TASK INSTRUCTIONS -
Reproduce the material that follows, please, but only from its first line to the line containing "the charts consume", inclusive.
○ ○ ○ ○ ○
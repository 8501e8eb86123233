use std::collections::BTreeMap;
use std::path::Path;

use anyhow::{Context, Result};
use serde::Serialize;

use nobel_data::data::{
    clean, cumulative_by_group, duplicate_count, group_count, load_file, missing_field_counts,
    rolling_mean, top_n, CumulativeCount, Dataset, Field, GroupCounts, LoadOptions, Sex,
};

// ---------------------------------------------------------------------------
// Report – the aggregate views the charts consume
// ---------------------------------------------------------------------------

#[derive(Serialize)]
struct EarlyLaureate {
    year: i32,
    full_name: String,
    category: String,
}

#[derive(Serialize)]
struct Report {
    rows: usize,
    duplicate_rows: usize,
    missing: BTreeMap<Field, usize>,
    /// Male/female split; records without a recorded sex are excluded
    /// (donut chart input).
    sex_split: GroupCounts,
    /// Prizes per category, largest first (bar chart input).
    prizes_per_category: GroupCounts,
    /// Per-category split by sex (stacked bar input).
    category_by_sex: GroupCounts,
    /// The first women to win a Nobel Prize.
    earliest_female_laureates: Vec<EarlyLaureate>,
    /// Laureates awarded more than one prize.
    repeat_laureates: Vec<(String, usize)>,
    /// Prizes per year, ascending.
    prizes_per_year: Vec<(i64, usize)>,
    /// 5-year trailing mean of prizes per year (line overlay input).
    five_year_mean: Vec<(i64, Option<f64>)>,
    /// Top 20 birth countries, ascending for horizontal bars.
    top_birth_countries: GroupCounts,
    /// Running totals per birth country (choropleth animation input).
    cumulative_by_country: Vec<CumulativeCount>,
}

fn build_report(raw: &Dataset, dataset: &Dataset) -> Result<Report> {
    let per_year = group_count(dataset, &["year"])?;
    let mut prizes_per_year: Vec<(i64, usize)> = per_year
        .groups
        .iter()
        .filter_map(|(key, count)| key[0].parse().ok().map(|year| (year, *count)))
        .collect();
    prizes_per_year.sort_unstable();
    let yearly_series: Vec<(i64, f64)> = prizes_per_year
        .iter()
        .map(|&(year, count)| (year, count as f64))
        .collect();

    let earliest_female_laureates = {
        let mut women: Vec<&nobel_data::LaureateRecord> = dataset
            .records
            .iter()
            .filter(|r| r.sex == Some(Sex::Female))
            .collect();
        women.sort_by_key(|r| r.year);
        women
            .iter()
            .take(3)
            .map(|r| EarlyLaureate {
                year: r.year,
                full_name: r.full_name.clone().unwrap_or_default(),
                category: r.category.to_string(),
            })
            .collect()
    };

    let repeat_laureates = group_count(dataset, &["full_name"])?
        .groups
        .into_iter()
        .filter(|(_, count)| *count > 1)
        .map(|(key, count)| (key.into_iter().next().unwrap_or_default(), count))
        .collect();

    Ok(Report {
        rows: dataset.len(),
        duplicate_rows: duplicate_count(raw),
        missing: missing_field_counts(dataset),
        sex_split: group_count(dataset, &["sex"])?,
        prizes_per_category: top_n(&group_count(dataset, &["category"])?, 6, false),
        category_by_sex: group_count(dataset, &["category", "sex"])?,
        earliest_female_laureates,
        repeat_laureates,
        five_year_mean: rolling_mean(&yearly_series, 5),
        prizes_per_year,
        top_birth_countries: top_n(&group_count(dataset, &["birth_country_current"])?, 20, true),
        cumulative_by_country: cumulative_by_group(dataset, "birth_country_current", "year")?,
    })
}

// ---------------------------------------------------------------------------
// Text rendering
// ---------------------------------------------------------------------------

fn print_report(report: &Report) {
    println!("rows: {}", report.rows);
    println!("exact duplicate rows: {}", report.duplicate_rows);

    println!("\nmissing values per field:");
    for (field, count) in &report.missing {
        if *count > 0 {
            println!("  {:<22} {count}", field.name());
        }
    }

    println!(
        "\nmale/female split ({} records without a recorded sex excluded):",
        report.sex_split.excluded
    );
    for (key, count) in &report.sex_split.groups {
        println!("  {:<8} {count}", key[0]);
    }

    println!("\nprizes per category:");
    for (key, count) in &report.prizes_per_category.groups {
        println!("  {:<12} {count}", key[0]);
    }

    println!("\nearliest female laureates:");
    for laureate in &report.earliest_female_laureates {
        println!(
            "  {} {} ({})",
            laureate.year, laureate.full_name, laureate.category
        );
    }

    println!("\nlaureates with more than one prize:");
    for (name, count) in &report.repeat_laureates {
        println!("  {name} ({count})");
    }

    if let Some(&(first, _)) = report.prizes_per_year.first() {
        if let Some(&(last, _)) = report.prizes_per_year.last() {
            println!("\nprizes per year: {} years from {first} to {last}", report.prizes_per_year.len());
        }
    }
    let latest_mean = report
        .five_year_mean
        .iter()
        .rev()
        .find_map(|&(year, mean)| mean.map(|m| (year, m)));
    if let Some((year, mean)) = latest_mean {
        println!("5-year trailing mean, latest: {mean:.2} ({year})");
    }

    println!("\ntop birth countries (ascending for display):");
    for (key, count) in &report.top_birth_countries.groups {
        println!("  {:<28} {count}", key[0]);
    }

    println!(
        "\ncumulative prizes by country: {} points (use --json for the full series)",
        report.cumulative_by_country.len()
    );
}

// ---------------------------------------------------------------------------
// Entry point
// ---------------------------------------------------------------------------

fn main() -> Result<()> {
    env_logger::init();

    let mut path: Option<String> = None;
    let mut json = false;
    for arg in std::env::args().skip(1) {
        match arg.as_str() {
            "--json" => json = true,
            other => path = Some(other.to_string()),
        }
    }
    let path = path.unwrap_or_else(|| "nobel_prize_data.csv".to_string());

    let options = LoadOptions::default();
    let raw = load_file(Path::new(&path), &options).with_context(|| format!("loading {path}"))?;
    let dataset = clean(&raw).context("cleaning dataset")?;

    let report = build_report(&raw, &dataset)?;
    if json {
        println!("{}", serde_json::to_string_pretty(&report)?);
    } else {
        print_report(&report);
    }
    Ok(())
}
○ ○ ○ ○ ○
RESPONSE TO THE EXERCISE -
repository 8501e8eb86123233
use std::collections::BTreeMap;
use std::path::Path;

use anyhow::{Context, Result};
use serde::Serialize;

use nobel_data::data::{
    clean, cumulative_by_group, duplicate_count, group_count, load_file, missing_field_counts,
    rolling_mean, top_n, CumulativeCount, Dataset, Field, GroupCounts, LoadOptions, Sex,
};

// ---------------------------------------------------------------------------
// Report – the aggregate views the charts consume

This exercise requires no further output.